Earlier in the week, a bleak image was circulated on social media of walk-in PCR tests being temporarily unavailable in every single region of England, however this has now changed. Currently, only London has “very few available”, while all other parts of the country are showing as normal.

Despite this, though, lateral flows remain largely unobtainable. Visiting the necessary gov.uk page shows the warning message: “Sorry, there are no home delivery slots left for rapid lateral flow tests right now.”

On the same page, UK residents are told they can visit their local pharmacy to pick up tests instead – with England being given a “collect code” system to do so – but various reports since Monday have suggested these too are extremely hard to come by.

The shortages have left ministers and health officials “flying blind” in their attempt to assess the severity of the current Omicron wave, as reported by The Independent this week.
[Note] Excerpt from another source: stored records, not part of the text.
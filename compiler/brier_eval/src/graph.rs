//! Static dependency graph of a parsed script.
//!
//! Built from every line's dependency list once all lines are parsed and
//! shared until the next edit. Cycles are found here, up front, so that a
//! line's outcome depends only on the graph and never on which thread got
//! to which line first.

use std::sync::Arc;

use brier_ir::{Deps, LineIndex};
use rustc_hash::FxHashMap;

use crate::config::ScriptConfig;
use crate::stack::ensure_sufficient_stack;

/// One line as the graph sees it.
#[derive(Clone, Debug, Default)]
pub(crate) struct Node {
    /// Empty for lines that failed to parse.
    pub deps: Deps,
    pub parallel: bool,
}

#[derive(Debug)]
pub(crate) struct Graph {
    nodes: Vec<Node>,
    /// Members of every non-trivial strongly connected component, mapped to
    /// the sorted component.
    cycles: FxHashMap<LineIndex, Arc<[LineIndex]>>,
}

impl Graph {
    pub(crate) fn new(nodes: Vec<Node>, config: &ScriptConfig) -> Self {
        let mut graph = Graph {
            nodes,
            cycles: FxHashMap::default(),
        };
        graph.cycles = Tarjan::run(&graph, config);
        graph
    }

    pub(crate) fn is_parallel(&self, index: LineIndex) -> bool {
        self.nodes.get(index.slot()).is_some_and(|node| node.parallel)
    }

    /// Number of lines on some cycle.
    pub(crate) fn cyclic_lines(&self) -> usize {
        self.cycles.len()
    }

    /// The sorted cycle `index` belongs to, if any.
    pub(crate) fn cycle(&self, index: LineIndex) -> Option<&Arc<[LineIndex]>> {
        self.cycles.get(&index)
    }

    /// In-range dependencies of a slot, as slots.
    fn edges(&self, slot: usize) -> impl Iterator<Item = usize> + '_ {
        let len = self.nodes.len();
        self.nodes[slot]
            .deps
            .iter()
            .map(|dep| dep.slot())
            .filter(move |&dep| dep < len)
    }

    /// Every line reachable from `roots`, roots included, in line order.
    pub(crate) fn closure(&self, roots: &[LineIndex]) -> Vec<LineIndex> {
        let mut seen = vec![false; self.nodes.len()];
        let mut work: Vec<usize> = roots
            .iter()
            .map(|root| root.slot())
            .filter(|&slot| slot < self.nodes.len())
            .collect();
        while let Some(slot) = work.pop() {
            if std::mem::replace(&mut seen[slot], true) {
                continue;
            }
            work.extend(self.edges(slot).filter(|&dep| !seen[dep]));
        }
        (0..seen.len())
            .filter(|&slot| seen[slot])
            .filter_map(LineIndex::from_slot)
            .collect()
    }

    /// Split `lines` into dependency levels (Kahn's algorithm).
    ///
    /// Every line in a level depends only on lines in earlier levels or
    /// outside `lines`. Lines in or behind a cycle never become ready and
    /// are returned separately, in line order.
    pub(crate) fn levels(&self, lines: &[LineIndex]) -> (Vec<Vec<LineIndex>>, Vec<LineIndex>) {
        let len = self.nodes.len();
        let mut member = vec![false; len];
        for line in lines {
            if let Some(slot) = member.get_mut(line.slot()) {
                *slot = true;
            }
        }

        let mut indegree = vec![0usize; len];
        let mut dependents: Vec<Vec<usize>> = vec![Vec::new(); len];
        for slot in (0..len).filter(|&slot| member[slot]) {
            for dep in self.edges(slot).filter(|&dep| member[dep]) {
                indegree[slot] += 1;
                dependents[dep].push(slot);
            }
        }

        let mut levels = Vec::new();
        let mut placed = vec![false; len];
        let mut ready: Vec<usize> = (0..len)
            .filter(|&slot| member[slot] && indegree[slot] == 0)
            .collect();
        while !ready.is_empty() {
            let mut next = Vec::new();
            for &slot in &ready {
                placed[slot] = true;
                for &dependent in &dependents[slot] {
                    indegree[dependent] -= 1;
                    if indegree[dependent] == 0 {
                        next.push(dependent);
                    }
                }
            }
            next.sort_unstable();
            levels.push(ready.iter().filter_map(|&slot| LineIndex::from_slot(slot)).collect());
            ready = next;
        }

        let leftover = (0..len)
            .filter(|&slot| member[slot] && !placed[slot])
            .filter_map(LineIndex::from_slot)
            .collect();
        (levels, leftover)
    }
}

/// Tarjan's strongly connected components.
struct Tarjan<'g> {
    graph: &'g Graph,
    config: &'g ScriptConfig,
    order: Vec<Option<usize>>,
    low: Vec<usize>,
    on_stack: Vec<bool>,
    stack: Vec<usize>,
    next: usize,
    cycles: FxHashMap<LineIndex, Arc<[LineIndex]>>,
}

impl<'g> Tarjan<'g> {
    fn run(graph: &'g Graph, config: &'g ScriptConfig) -> FxHashMap<LineIndex, Arc<[LineIndex]>> {
        let len = graph.nodes.len();
        let mut tarjan = Tarjan {
            graph,
            config,
            order: vec![None; len],
            low: vec![0; len],
            on_stack: vec![false; len],
            stack: Vec::new(),
            next: 0,
            cycles: FxHashMap::default(),
        };
        for slot in 0..len {
            if tarjan.order[slot].is_none() {
                tarjan.visit(slot);
            }
        }
        tarjan.cycles
    }

    fn visit(&mut self, slot: usize) {
        let config = self.config;
        ensure_sufficient_stack(config, || self.visit_inner(slot));
    }

    fn visit_inner(&mut self, slot: usize) {
        let graph = self.graph;
        self.order[slot] = Some(self.next);
        self.low[slot] = self.next;
        self.next += 1;
        self.stack.push(slot);
        self.on_stack[slot] = true;

        let mut self_loop = false;
        for dep in graph.edges(slot) {
            self_loop |= dep == slot;
            match self.order[dep] {
                None => {
                    self.visit(dep);
                    self.low[slot] = self.low[slot].min(self.low[dep]);
                }
                Some(order) if self.on_stack[dep] => {
                    self.low[slot] = self.low[slot].min(order);
                }
                Some(_) => {}
            }
        }

        if Some(self.low[slot]) != self.order[slot] {
            return;
        }
        let mut component = Vec::new();
        while let Some(member) = self.stack.pop() {
            self.on_stack[member] = false;
            component.push(member);
            if member == slot {
                break;
            }
        }
        if component.len() > 1 || self_loop {
            component.sort_unstable();
            let cycle: Arc<[LineIndex]> = component
                .iter()
                .filter_map(|&member| LineIndex::from_slot(member))
                .collect();
            for line in cycle.iter() {
                self.cycles.insert(*line, Arc::clone(&cycle));
            }
        }
    }
}
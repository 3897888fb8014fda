//! Core data types for the Brier interpreter.
//!
//! - [`Rank`]: the half-step rank ladder
//! - [`Value`]: the five value kinds, with decomposition and recombination
//! - [`LineAst`] / [`Expr`]: parsed lines
//! - [`LineParser`]: the text → AST boundary

mod ast;
mod parse;
mod rank;
pub mod value;
pub mod visitor;

pub use ast::{
    Deps, Expr, LineAst, LineIndex, OpExpr, OperandExpr, Pipeline, Segment, SegmentMode, Stage,
};
pub use parse::{LineParser, ParseError, Span};
pub use rank::{InvalidRank, Rank};
pub use value::{Axis, Decomposition, Dict, Scalar, ShapeError, Value};
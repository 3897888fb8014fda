//! Recursive-descent line parser.
//!
//! Each script line is parsed on its own. Lines that start with an
//! expression sigil must parse; anything else that fails to parse is the
//! line's literal text.

use brier_ir::{
    Dict, Expr, LineAst, LineIndex, LineParser, OpExpr, OperandExpr, ParseError, Pipeline, Scalar,
    Segment, SegmentMode, Span, Stage, Value,
};

use crate::lexer::{lex, Token};

/// Name of the argument that supplies a command's input.
const INPUT_ARG: &str = "v";

/// Characters that commit a line to being an expression.
const SIGILS: &[char] = &['!', '$', '(', '[', '{', '"', '?'];

/// The default line parser.
#[derive(Copy, Clone, Debug, Default)]
pub struct BrierParser;

impl LineParser for BrierParser {
    fn parse_line(&self, index: LineIndex, source: &str) -> Result<LineAst, ParseError> {
        parse_line(index, source)
    }
}

/// Parse one script line.
pub fn parse_line(index: LineIndex, source: &str) -> Result<LineAst, ParseError> {
    let mut body = source.trim();
    let parallel = body.starts_with('&');
    if parallel {
        body = body[1..].trim_start();
    }

    if body.is_empty() || body.starts_with('#') {
        return Ok(LineAst::new(index, pass_through(index), parallel));
    }

    let parsed = lex(body).and_then(|tokens| Parser::new(index, &tokens, body.len()).parse_all());
    let expr = match parsed {
        Ok(expr) => expr,
        Err(err) if body.starts_with(SIGILS) => return Err(err),
        Err(_) => Expr::Literal(Value::str(body)),
    };
    Ok(LineAst::new(index, expr, parallel))
}

/// The previous line's value, or an empty string on the first line.
fn pass_through(index: LineIndex) -> Expr {
    index
        .prev()
        .map_or_else(|| Expr::Literal(Value::str("")), Expr::LineRef)
}

/// Parser state.
struct Parser<'t> {
    /// Line being parsed; commands without `v=` read the line before it.
    index: LineIndex,
    tokens: &'t [(Token, Span)],
    pos: usize,
    /// Span reported at end of input.
    end: Span,
}

/// Parsed `name=value` / positional arguments of a command or stage.
#[derive(Default)]
struct Args {
    input: Option<Expr>,
    operand: Option<OperandExpr>,
    /// `name` of a `name=value` operand.
    operand_name: Option<String>,
    /// Parenthesised stage groups, in order (only `!chain` keeps several).
    stage_groups: Vec<Vec<Stage>>,
}
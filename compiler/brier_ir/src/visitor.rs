//! AST visitor.
//!
//! Default implementations call the `walk_*` functions, which traverse
//! children in source order. Override `visit_*` methods to observe nodes.

use crate::ast::{Deps, Expr, LineIndex, OpExpr, OperandExpr, Stage};

pub trait Visitor<'ast> {
    fn visit_expr(&mut self, expr: &'ast Expr) {
        walk_expr(self, expr);
    }

    fn visit_stage(&mut self, stage: &'ast Stage) {
        walk_stage(self, stage);
    }

    /// A `$N` occurrence.
    fn visit_line_ref(&mut self, index: LineIndex) {
        let _ = index;
    }
}

pub fn walk_expr<'ast, V: Visitor<'ast> + ?Sized>(visitor: &mut V, expr: &'ast Expr) {
    match expr {
        Expr::LineRef(index) => visitor.visit_line_ref(*index),
        Expr::Pipeline(pipeline) => {
            if let Some(input) = &pipeline.input {
                visitor.visit_expr(input);
            }
            for segment in &pipeline.segments {
                visitor.visit_stage(&segment.stage);
            }
        }
        // intrinsic line arguments are literal indices, not references
        Expr::Literal(_) | Expr::Lines(_) | Expr::LinesObj(_) | Expr::Edit { .. } => {}
    }
}

pub fn walk_stage<'ast, V: Visitor<'ast> + ?Sized>(visitor: &mut V, stage: &'ast Stage) {
    if let OpExpr::Chain(stages) = &stage.op {
        for inner in stages {
            visitor.visit_stage(inner);
        }
    }
    match &stage.operand {
        Some(OperandExpr::Value(expr)) => visitor.visit_expr(expr),
        Some(OperandExpr::Operator(stages)) => {
            for inner in stages {
                visitor.visit_stage(inner);
            }
        }
        None => {}
    }
}

/// Collects the distinct `$N` targets of an expression.
#[derive(Default)]
pub struct DependencyCollector {
    deps: Deps,
}

impl DependencyCollector {
    pub fn collect(expr: &Expr) -> Deps {
        let mut collector = DependencyCollector::default();
        collector.visit_expr(expr);
        collector.deps
    }
}

impl Visitor<'_> for DependencyCollector {
    fn visit_line_ref(&mut self, index: LineIndex) {
        if !self.deps.contains(&index) {
            self.deps.push(index);
        }
    }
}
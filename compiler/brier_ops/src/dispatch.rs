//! Rank dispatcher.
//!
//! `apply` invokes an operator directly when the argument sits at the
//! operator's input rank and otherwise peels one level off the argument,
//! applies itself to every unit and recombines. Tables split into rows for
//! scalar/row operators and into columns for column operators.

use brier_ir::{Axis, Rank, Value};
use rayon::prelude::*;
use tracing::trace;

use crate::errors::{rank_contract, rank_too_low, EvalResult};
use crate::operator::{Operand, Operator};

/// Apply `op` to `arg`, broadcasting as needed. Units are mapped in order on
/// the calling thread.
pub fn apply(op: &Operator, arg: &Value, operand: Option<&Operand>) -> EvalResult {
    apply_with(op, arg, operand, false)
}

/// Apply with an explicit parallelism flag. With `parallel`, units are
/// mapped on the current rayon pool; results (and the reported error, if
/// any) are identical to the sequential form.
pub fn apply_with(op: &Operator, arg: &Value, operand: Option<&Operand>, parallel: bool) -> EvalResult {
    let operand = op.resolve_operand(operand)?;
    broadcast(op, arg, operand.as_ref(), parallel)
}

fn broadcast(op: &Operator, arg: &Value, operand: Option<&Operand>, parallel: bool) -> EvalResult {
    let rank_in = op.rank_in();
    match arg.rank() {
        Some(rank) if rank == rank_in => invoke(op, arg, operand),
        Some(rank) if rank < rank_in => Err(rank_too_low(&op.name(), rank_in, arg)),
        // boxes hold lists; nothing above a column fits in one
        None if rank_in == Rank::Table => Err(rank_too_low(&op.name(), rank_in, arg)),
        _ => {
            let split = arg.decompose(rank_in)?;
            trace!(
                op = %op,
                axis = %split.axis,
                units = split.units.len(),
                parallel,
                "broadcast"
            );
            let results = if parallel {
                let results: Vec<EvalResult> = split
                    .units
                    .par_iter()
                    .map(|unit| broadcast(op, unit, operand, parallel))
                    .collect();
                results.into_iter().collect::<Result<Vec<_>, _>>()?
            } else {
                split
                    .units
                    .iter()
                    .map(|unit| broadcast(op, unit, operand, parallel))
                    .collect::<Result<Vec<_>, _>>()?
            };
            let hint = Rank::broadcast(rank_in, op.rank_out(), unit_rank(split.axis));
            Ok(split.axis.recombine(&split.keys, results, hint)?)
        }
    }
}

/// Base case: the argument is at the operator's input rank.
fn invoke(op: &Operator, arg: &Value, operand: Option<&Operand>) -> EvalResult {
    match op {
        Operator::Named(def) => {
            let result = def.call(arg, operand)?;
            if result.rank() == Some(def.rank_out()) {
                Ok(result)
            } else {
                Err(rank_contract(def.name(), def.rank_out(), &result))
            }
        }
        Operator::Derived(chain) => chain.invoke(arg, operand),
    }
}

/// Rank of the units an axis produces.
pub(crate) fn unit_rank(axis: Axis) -> Rank {
    match axis {
        Axis::Rows => Rank::Row,
        Axis::Columns | Axis::Members => Rank::Column,
        Axis::Fields | Axis::Items => Rank::Scalar,
    }
}

#[cfg(test)]
#[expect(clippy::unwrap_used, reason = "Tests use unwrap for brevity")]
mod tests;
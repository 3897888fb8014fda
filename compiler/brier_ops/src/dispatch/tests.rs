use brier_ir::{Dict, Scalar, ShapeError};
use pretty_assertions::assert_eq;

use super::*;
use crate::errors::EvalError;
use crate::registry::{global_registry, OperatorRegistry};

fn op(name: &str) -> Operator {
    Operator::Named(global_registry().lookup(name).unwrap())
}

fn strs(items: &[&str]) -> Vec<Scalar> {
    items.iter().map(|s| Scalar::str(*s)).collect()
}

fn row(pairs: &[(&str, &str)]) -> Dict {
    pairs
        .iter()
        .map(|(k, v)| ((*k).to_string(), Scalar::str(*v)))
        .collect()
}

#[test]
fn test_join_list_is_direct() {
    let result = apply(&op("join"), &Value::list(strs(&["a", "b", "c"])), None).unwrap();
    assert_eq!(result, Value::str("a b c"));
}

#[test]
fn test_join_table_splits_by_column() {
    let table = Value::table(vec![
        row(&[("x", "a"), ("y", "1")]),
        row(&[("x", "b"), ("y", "2")]),
        row(&[("x", "c"), ("y", "3")]),
    ]);
    let sep = Operand::Value(Value::str("-"));
    let result = apply(&op("join"), &table, Some(&sep)).unwrap();
    assert_eq!(result, Value::dict_from([("x", "a-b-c"), ("y", "1-2-3")]));
}

#[test]
fn test_scalar_op_on_table_keeps_shape() {
    let table = Value::table(vec![row(&[("x", "a")]), row(&[("x", "b")])]);
    let result = apply(&op("upper"), &table, None).unwrap();
    assert_eq!(
        result,
        Value::table(vec![row(&[("x", "A")]), row(&[("x", "B")])])
    );
}

#[test]
fn test_split_over_list_gives_box() {
    let result = apply(&op("split"), &Value::list(strs(&["a b", "c"])), None).unwrap();
    assert_eq!(
        result,
        Value::boxed(vec![strs(&["a", "b"]), strs(&["c"])])
    );
    assert_eq!(result.rank(), None);
}

#[test]
fn test_split_over_dict_builds_table_by_columns() {
    let dict = Value::dict_from([("a", "x y"), ("b", "p q")]);
    let result = apply(&op("split"), &dict, None).unwrap();
    assert_eq!(
        result,
        Value::table(vec![
            row(&[("a", "x"), ("b", "p")]),
            row(&[("a", "y"), ("b", "q")]),
        ])
    );
}

#[test]
fn test_ragged_keyed_lists_are_a_shape_mismatch() {
    let dict = Value::dict_from([("a", "x y"), ("b", "p")]);
    assert_eq!(
        apply(&op("split"), &dict, None),
        Err(EvalError::ShapeMismatch(ShapeError::Ragged {
            key: "b".to_string(),
            expected: 2,
            found: 1,
        }))
    );
}

#[test]
fn test_box_members_are_lists() {
    let boxed = Value::boxed(vec![strs(&["a", "b"]), strs(&[]), strs(&["c"])]);
    let result = apply(&op("len"), &boxed, None).unwrap();
    assert_eq!(
        result,
        Value::list(vec![Scalar::Int(2), Scalar::Int(0), Scalar::Int(1)])
    );
}

#[test]
fn test_rank_below_rank_in() {
    let err = apply(&op("join"), &Value::str("a"), None).unwrap_err();
    assert!(matches!(err, EvalError::RankMismatch { ref op, .. } if op == "join"));

    let boxed = Value::boxed(vec![]);
    let err = apply(&op("count"), &boxed, None).unwrap_err();
    assert!(matches!(err, EvalError::RankMismatch { .. }));
}

#[test]
fn test_named_operator_must_honour_rank_out() {
    let mut registry = OperatorRegistry::new();
    let liar = registry
        .register("liar", Rank::Scalar, Rank::Scalar, 0, |arg, _| {
            Ok(Value::list(vec![arg.as_scalar().cloned().unwrap_or(Scalar::Int(0))]))
        })
        .unwrap();
    let err = apply(&Operator::Named(liar), &Value::int(1), None).unwrap_err();
    assert!(
        matches!(err, EvalError::RankMismatch { ref detail, .. } if detail.contains("declared rank 0"))
    );
}

#[test]
fn test_operand_rules() {
    let extra = Operand::Value(Value::int(1));
    assert_eq!(
        apply(&op("len"), &Value::list(vec![]), Some(&extra)),
        Err(EvalError::UnexpectedOperand { op: "len".into() })
    );
    assert_eq!(
        apply(&op("+"), &Value::int(1), None),
        Err(EvalError::MissingOperand { op: "+".into() })
    );
}

#[test]
fn test_empty_list_recombines_by_hint() {
    assert_eq!(
        apply(&op("upper"), &Value::list(vec![]), None),
        Ok(Value::list(vec![]))
    );
    assert_eq!(
        apply(&op("join"), &Value::table(vec![]), None),
        Ok(Value::dict(Dict::new()))
    );
}

#[test]
fn test_parallel_matches_sequential() {
    let items: Vec<Scalar> = (0..200).map(|i| Scalar::str(format!("w{i} x"))).collect();
    let list = Value::list(items);
    assert_eq!(
        apply_with(&op("split"), &list, None, true),
        apply(&op("split"), &list, None)
    );

    // the first failing unit is reported, not whichever finished first
    let mixed = Value::list(vec![
        Scalar::Int(1),
        Scalar::str("a"),
        Scalar::Int(2),
        Scalar::str("b"),
    ]);
    let seq = apply(&op("upper"), &mixed, None);
    assert!(seq.is_err());
    assert_eq!(apply_with(&op("upper"), &mixed, None, true), seq);
}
Senior sources from across Whitehall said that disruption to the supply of PCR tests and rapid lateral flow devices would leave decision-makers lacking vital data, making it harder to assess if further restrictions should be imposed in the run-up to or immediately after Christmas.

As part of the UK’s evolving Covid measures, sparked by the fast spread of Omicron, Mr Johnson announced last week he was scrapping self-isolation for double vaccinated contacts of those with Covid – and instead asking people to take daily lateral flow tests for seven days, whatever their age.

While a warning was put in place that even if tests showed as negative, those taking them are “strongly advised” to limit contact with others, the advice is clearly conflicted by the lack of devices currently available.

Simon Clarke, an associate professor in cellular microbiology at the University of Reading, said the government has a duty to ensure tests are “readily available” to the public.

Speaking to The Independent, he said: “The government have clearly set a lot of stall in use of LFTs, so they must ensure that they’re readily available, either by delivery or at pharmacies. Some people who have been exposed to Omicron will be infected by the virus, so if they’re unable to test themselves may be tempted to just go about their daily business regardless.

“Either the government want people to self-isolate after they’ve been exposed or they want them to take daily tests and if it’s the latter, it’s unreasonable not to ensure that they’re readily available. Some people might come under pressure from employers to turn up at work without having taken a test and end up spreading Omicron to a lot of people.”

Another expert insisted that the proper use of LFTs could significantly reduce the number of people getting infected, making their absence a “serious” issue.

“We know that omicron has given rise to several super spreader events, it is therefore a serious problem that people can’t get access to the tests right now when they may in fact be one of the most important tools we have available in terms of reducing the spread of the virus and slowing the growth of the epidemic,” Irene Peterson, a professor of epidemiology and health informatics at UCL, told The Independent.

“Let’s say the tests identify four out six infectious individuals who have been in close contact, and three are able to isolate, that would half the number of people who would otherwise spread the virus.”